[comp.unix.programmer] Complexity of reallocating storage

tchrist@convex.COM (Tom Christiansen) (02/05/91)

From the keyboard of dhesi%cirrusl@oliveb.ATC.olivetti.com (Rahul Dhesi):
:In <5883:Feb102:05:4991@kramden.acf.nyu.edu>
:brnstnd@kramden.acf.nyu.edu (Dan Bernstein) writes:
:
:>Tradeoffs between ``multiple passes'' and ``single pass'' are entirely
:>irrelevant when they aren't reflected in speed, space, or human effort.
:
:It's often easier to adapt a single-pass program to handle
:previously-unforeseen needs than to similarly adapt a multipass
:program.  A good example is what happens if you decide later that you
:would like to handle standard input.  Now if you have a multipass
:implementation, you either have to completely redo it, or use a
:possibly huge temp file, or do buffering in blocks which may involve a
:heavy penalty in speed and memory usage.

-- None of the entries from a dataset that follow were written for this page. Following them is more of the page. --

use std::collections::BTreeSet;
use std::path::Path;

use serde_json::Value;

use crate::error::Result;
use crate::models::Point;
use crate::tuner::controller::TuningReport;

fn cell(value: Option<&Value>) -> String {
    match value {
        None | Some(Value::Null) => String::new(),
        Some(Value::String(s)) => s.clone(),
        Some(v) => v.to_string(),
    }
}

/// Write points as CSV: one row per point, one column per flat key.
pub fn write_points_csv(points: &[Point], path: &Path) -> Result<()> {
    let mut wtr = csv::Writer::from_path(path)?;

    let keys: BTreeSet<&String> = points.iter().flat_map(|p| p.flat.keys()).collect();
    let mut header = vec!["id".to_string()];
    header.extend(keys.iter().map(|k| k.to_string()));
    wtr.write_record(&header)?;

    for point in points {
        let mut row = vec![point.id.clone()];
        row.extend(keys.iter().map(|k| cell(point.flat.get(*k))));
        wtr.write_record(&row)?;
    }

    wtr.flush()?;
    Ok(())
}

/// Write the per-iteration trace of a run as CSV.
pub fn write_trace_csv(report: &TuningReport, path: &Path) -> Result<()> {
    let mut wtr = csv::Writer::from_path(path)?;

    wtr.write_record([
        "iteration",
        "choices",
        "replayed",
        "skipped",
        "fail",
        "fail_reason",
        "repetitions",
    ])?;

    for trace in &report.trace {
        wtr.write_record([
            trace.iteration.to_string(),
            trace.choices.describe(),
            trace.replayed.to_string(),
            trace.skipped.to_string(),
            trace.fail.to_string(),
            trace.fail_reason.clone(),
            trace.repetitions.to_string(),
        ])?;
    }

    wtr.flush()?;
    Ok(())
}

Very true.  Consider Henry Spencer's fiendishly clever "nroff -man in awk"
program (awf), to my mind the pinnacle of awk programming.  He runs it in
three stages for various reasons, but this makes communication and feedback
between passes difficult at best.  See his fascinating paper on ``Awk as a
Major System's Programming Language'' in the proceedings from last month's
Dallas USENIX in which he discusses this and a bunch of other issues.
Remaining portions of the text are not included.